The New York governor has criticized lawmakers before for the lack of funding for state governments in recently-passed coronavirus relief legislation. He specifically called out Sen. Mitch McConnell, a Kentucky Republican, who has suggested that states declare bankruptcy.
The coronavirus has wreaked havoc on America’s economy, leaving states with severe budget shortfalls. The Senate majority leader said last week that there is no “desire on the Republican side to bail out state pensions by borrowing money from future generations.”
McConnell’s office then put out a press release titled “Stopping Blue State Bailouts,” which Cuomo suggested was McConnell’s way of singling out some of the hardest-hit states, which include Democratic states like California and New York.
“Mitch McConnell and his partisan brigade are dividing our country,” Cuomo tweeted. “Their not-so-subtle message is: The states with more COVID cases don’t deserve help from the states with fewer cases b/c they are Democrats. This is ugly and reprehensible — it’s also wrong on the facts.”

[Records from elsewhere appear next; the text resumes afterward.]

use std::fs;
use std::path::{Path, PathBuf};

use serde::{Deserialize, Serialize};

use crate::errors::{InventoryError, Result};
use crate::lazy::{ASSOCIATION_NAMES, MAX_NESTING_DEPTH};

/// Name of the configuration file stored inside the `.inventory_refresh` directory.
pub const CONFIG_FILENAME: &str = "config.json";

/// Name of the hidden directory holding resolver settings.
pub const CONFIG_DIR: &str = ".inventory_refresh";

/// Settings for [`crate::lazy::LazyResolver`].
#[derive(Debug, Clone, PartialEq, Serialize, Deserialize)]
#[serde(default)]
pub struct ResolverConfig {
    /// Schema version of the configuration.
    pub version: u32,
    /// Deepest nesting of lazy values inside a reference that flattening
    /// accepts.
    pub max_nesting_depth: usize,
    /// Attribute names treated as associations on every collection, on top
    /// of `parent` and `genealogy_parent`.
    pub association_names: Vec<String>,
}

impl Default for ResolverConfig {
    fn default() -> Self {
        Self {
            version: 1,
            max_nesting_depth: MAX_NESTING_DEPTH,
            association_names: ASSOCIATION_NAMES.iter().map(|s| s.to_string()).collect(),
        }
    }
}

/// Returns the path to the `.inventory_refresh` directory within the given root.
pub fn get_config_dir(root: &Path) -> PathBuf {
    root.join(CONFIG_DIR)
}

/// Returns the path to the configuration file within the config directory.
pub fn get_config_path(root: &Path) -> PathBuf {
    get_config_dir(root).join(CONFIG_FILENAME)
}

/// Loads the configuration from disk, or the defaults when there is no
/// configuration file.
pub fn load_config(root: &Path) -> Result<ResolverConfig> {
    let config_path = get_config_path(root);

    if !config_path.exists() {
        return Ok(ResolverConfig::default());
    }

    let contents = fs::read_to_string(&config_path).map_err(|e| InventoryError::Config {
        message: format!(
            "failed to read config file '{}': {}",
            config_path.display(),
            e
        ),
    })?;

    let config: ResolverConfig =
        serde_json::from_str(&contents).map_err(|e| InventoryError::Config {
            message: format!(
                "failed to parse config file '{}': {}",
                config_path.display(),
                e
            ),
        })?;

    tracing::debug!(path = %config_path.display(), "loaded resolver config");
    Ok(config)
}

/// Saves the configuration to disk using an atomic write.
///
/// Writes to a temporary file first and then renames it to the final location,
/// ensuring that a partial write never corrupts the configuration.
pub fn save_config(root: &Path, config: &ResolverConfig) -> Result<()> {
    let config_dir = get_config_dir(root);
    fs::create_dir_all(&config_dir).map_err(|e| InventoryError::Config {
        message: format!(
            "failed to create config directory '{}': {}",
            config_dir.display(),
            e
        ),
    })?;

    let config_path = get_config_path(root);
    let tmp_path = config_path.with_extension("tmp");

    let json = serde_json::to_string_pretty(config).map_err(|e| InventoryError::Config {
        message: format!("failed to serialize config: {}", e),
    })?;

    fs::write(&tmp_path, &json).map_err(|e| InventoryError::Config {
        message: format!(
            "failed to write temporary config file '{}': {}",
            tmp_path.display(),
            e
        ),
    })?;

    fs::rename(&tmp_path, &config_path).map_err(|e| InventoryError::Config {
        message: format!(
            "failed to rename temporary config file '{}' to '{}': {}",
            tmp_path.display(),
            config_path.display(),
            e
        ),
    })?;

    Ok(())
}

/// Writes the default configuration under `root` and returns its path.
///
/// An existing file is only replaced when `force` is set.
pub fn init_config(root: &Path, force: bool) -> Result<PathBuf> {
    let config_path = get_config_path(root);
    if config_path.exists() && !force {
        return Err(InventoryError::Config {
            message: format!(
                "config file '{}' already exists (use --force to overwrite)",
                config_path.display()
            ),
        });
    }

    save_config(root, &ResolverConfig::default())?;
    tracing::info!(path = %config_path.display(), "wrote default resolver config");
    Ok(config_path)
}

Cuomo said at the briefing that McConnell “is rallying the partisan troops,” referring to Florida Republican Gov. Rick Scott, who said Monday, “We’re supposed to go bail them out? That’s not right.”

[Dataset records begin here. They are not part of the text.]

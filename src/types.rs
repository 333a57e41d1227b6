use std::collections::BTreeMap;
use std::fmt;
use std::sync::Arc;

use serde::{Deserialize, Serialize};
use serde_json::{json, Map, Value};

use crate::lazy::LazyHandle;
use crate::reference::{value_fragment, Reference};

/// Attribute values keyed by attribute name.
pub type AttrMap = BTreeMap<String, AttrValue>;

/// A value held by an entity under construction or by a reference.
///
/// Ingestion data mixes concrete values with deferred lookups, and a
/// resolved lookup may hand back a whole entity instead of a value.
#[derive(Debug, Clone)]
pub enum AttrValue {
    Value(Value),
    Lazy(Box<LazyHandle>),
    Entity(FoundEntity),
}

impl AttrValue {
    /// The `null` value.
    pub fn null() -> Self {
        AttrValue::Value(Value::Null)
    }

    pub fn is_null(&self) -> bool {
        matches!(self, AttrValue::Value(Value::Null))
    }

    pub fn as_value(&self) -> Option<&Value> {
        match self {
            AttrValue::Value(v) => Some(v),
            _ => None,
        }
    }

    pub fn as_lazy(&self) -> Option<&LazyHandle> {
        match self {
            AttrValue::Lazy(lazy) => Some(lazy),
            _ => None,
        }
    }

    pub fn as_entity(&self) -> Option<&FoundEntity> {
        match self {
            AttrValue::Entity(entity) => Some(entity),
            _ => None,
        }
    }

    /// Renders this value as one fragment of a stringified reference.
    ///
    /// Lazy handles and entities render as the identity of their target, so
    /// a key holding a relation matches whether the relation has been
    /// resolved yet or not.
    pub fn index_fragment(&self) -> String {
        match self {
            AttrValue::Value(v) => value_fragment(v),
            AttrValue::Lazy(lazy) => lazy.reference().stringified(),
            AttrValue::Entity(entity) => entity.identity(),
        }
    }

    /// Converts this value to JSON for reports.
    pub fn to_json(&self) -> Value {
        match self {
            AttrValue::Value(v) => v.clone(),
            AttrValue::Lazy(lazy) => lazy.to_json(),
            AttrValue::Entity(entity) => entity.to_json(),
        }
    }
}

impl From<Value> for AttrValue {
    fn from(value: Value) -> Self {
        AttrValue::Value(value)
    }
}

impl From<&str> for AttrValue {
    fn from(value: &str) -> Self {
        AttrValue::Value(Value::String(value.to_string()))
    }
}

impl From<LazyHandle> for AttrValue {
    fn from(lazy: LazyHandle) -> Self {
        AttrValue::Lazy(Box::new(lazy))
    }
}

impl From<FoundEntity> for AttrValue {
    fn from(entity: FoundEntity) -> Self {
        AttrValue::Entity(entity)
    }
}

/// Builds an [`AttrMap`] from concrete JSON values.
pub fn attr_map<K, I>(pairs: I) -> AttrMap
where
    K: Into<String>,
    I: IntoIterator<Item = (K, Value)>,
{
    pairs
        .into_iter()
        .map(|(k, v)| (k.into(), AttrValue::Value(v)))
        .collect()
}

/// Read access to an entity that already exists in the persistent store.
pub trait Entity: fmt::Debug + Send + Sync {
    /// Returns the attribute `name`, or `None` when the entity has no such
    /// attribute.
    fn attribute(&self, name: &str) -> Option<Value>;
}

/// A row loaded from the persistent store.
#[derive(Debug, Clone, Default, PartialEq, Serialize, Deserialize)]
pub struct PersistedRecord {
    pub attributes: Map<String, Value>,
}

impl PersistedRecord {
    pub fn new(attributes: Map<String, Value>) -> Self {
        Self { attributes }
    }
}

impl Entity for PersistedRecord {
    fn attribute(&self, name: &str) -> Option<Value> {
        self.attributes.get(name).cloned()
    }
}

/// An entity returned by a collection lookup.
#[derive(Debug, Clone)]
pub enum FoundEntity {
    /// Built during this run and not saved yet, skeletal placeholders
    /// included. Its attributes live in the construction data bag.
    Unsaved(Arc<InventoryObject>),
    /// Loaded from the persistent store. Its attributes are read directly.
    Persisted(Arc<dyn Entity>),
}

impl FoundEntity {
    /// Reads the attribute `key`, from the data bag for unsaved entities and
    /// from the record for persisted ones.
    pub fn read(&self, key: &str) -> Option<AttrValue> {
        match self {
            FoundEntity::Unsaved(object) => object.get(key).cloned(),
            FoundEntity::Persisted(record) => record.attribute(key).map(AttrValue::Value),
        }
    }

    /// Identity used when this entity appears inside another reference: the
    /// stringified primary reference for unsaved entities, the `id` column
    /// for persisted ones.
    pub fn identity(&self) -> String {
        match self {
            FoundEntity::Unsaved(object) => object.manager_uuid(),
            FoundEntity::Persisted(record) => record
                .attribute("id")
                .map(|id| value_fragment(&id))
                .unwrap_or_default(),
        }
    }

    pub fn as_unsaved(&self) -> Option<&Arc<InventoryObject>> {
        match self {
            FoundEntity::Unsaved(object) => Some(object),
            FoundEntity::Persisted(_) => None,
        }
    }

    pub fn is_persisted(&self) -> bool {
        matches!(self, FoundEntity::Persisted(_))
    }

    pub fn to_json(&self) -> Value {
        match self {
            FoundEntity::Unsaved(object) => json!({
                "$entity": {
                    "collection": object.collection_name(),
                    "manager_uuid": object.manager_uuid(),
                }
            }),
            FoundEntity::Persisted(record) => json!({
                "$record": { "id": record.attribute("id").unwrap_or(Value::Null) }
            }),
        }
    }
}

/// An entity under construction: the owning collection, its primary
/// reference and the attributes gathered for it so far.
#[derive(Debug, Clone)]
pub struct InventoryObject {
    collection: String,
    reference: Reference,
    data: AttrMap,
}

impl InventoryObject {
    pub fn new(collection: impl Into<String>, reference: Reference, data: AttrMap) -> Self {
        Self {
            collection: collection.into(),
            reference,
            data,
        }
    }

    pub fn collection_name(&self) -> &str {
        &self.collection
    }

    pub fn reference(&self) -> &Reference {
        &self.reference
    }

    /// The construction data bag.
    pub fn data(&self) -> &AttrMap {
        &self.data
    }

    pub fn get(&self, key: &str) -> Option<&AttrValue> {
        self.data.get(key)
    }

    /// Stringified primary reference; stable across skeletal and full builds.
    pub fn manager_uuid(&self) -> String {
        self.reference.stringified()
    }

    pub fn identity(&self) -> EntityKey {
        EntityKey {
            collection: self.collection.clone(),
            manager_uuid: self.manager_uuid(),
        }
    }

    /// Returns a copy with `data` laid over the current data bag. The
    /// reference is kept as is.
    pub fn merged(&self, data: AttrMap) -> Self {
        let mut merged = self.data.clone();
        merged.extend(data);
        Self {
            collection: self.collection.clone(),
            reference: self.reference.clone(),
            data: merged,
        }
    }
}

/// Collection name plus stringified primary reference.
#[derive(Debug, Clone, PartialEq, Eq, PartialOrd, Ord, Hash, Serialize, Deserialize)]
pub struct EntityKey {
    pub collection: String,
    pub manager_uuid: String,
}

impl fmt::Display for EntityKey {
    fn fmt(&self, f: &mut fmt::Formatter<'_>) -> fmt::Result {
        write!(f, "{}/{}", self.collection, self.manager_uuid)
    }
}

/// A relationship that could not be resolved when it was looked up. A later
/// repair pass retries `lazy` and writes the result to `attribute` of the
/// owner.
#[derive(Debug, Clone)]
pub struct UnconnectedEdge {
    pub owner: EntityKey,
    pub attribute: String,
    pub lazy: LazyHandle,
}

“Who is ‘we’ and who is ‘them,'” the governor asked. “Them, the people who had coronavirus … We without the virus are supposed to bail out those people who have the virus? What an ugly sentiment.”
Health officials report more than 299,700 cases of COVID-19 in New York and more than 22,900 deaths. Cuomo reported that 330 people died on Tuesday and about 930 new cases of the virus were confirmed.
The federal government, Cuomo said, wants “to fund corporate America,” like airlines, public companies and hotels, while he wants to “fund working Americans,” such as teachers, police officers and health care workers.
“If human suffering and death doesn’t defeat Washington insider politics, then what will?” the governor asked.
Coronavirus in NYC Causes Uncertainty
Cuomo also announced during his briefing that he will be signing an executive order allowing elective surgeries to resume in counties with a low risk of coronavirus. Nearly three dozen counties, mostly in upstate, central and western New York will be permitted to perform elective procedures.
Additionally, he said he asked the Metropolitan Transportation Authority to come up with a plan to clean and disinfect subway trains every night. The governor also announced the results of antibody tests conducted on 2,000 New York firefighters, emergency medical technicians and police officers.
Results show that 17.1% of the FDNY and EMTs, as well as 10.5% of the NYPD tested positive for COVID-19 antibodies, indicating that they contracted the virus and have since recovered. Additional testing of a sample of 1,000 public transit workers will begin next month.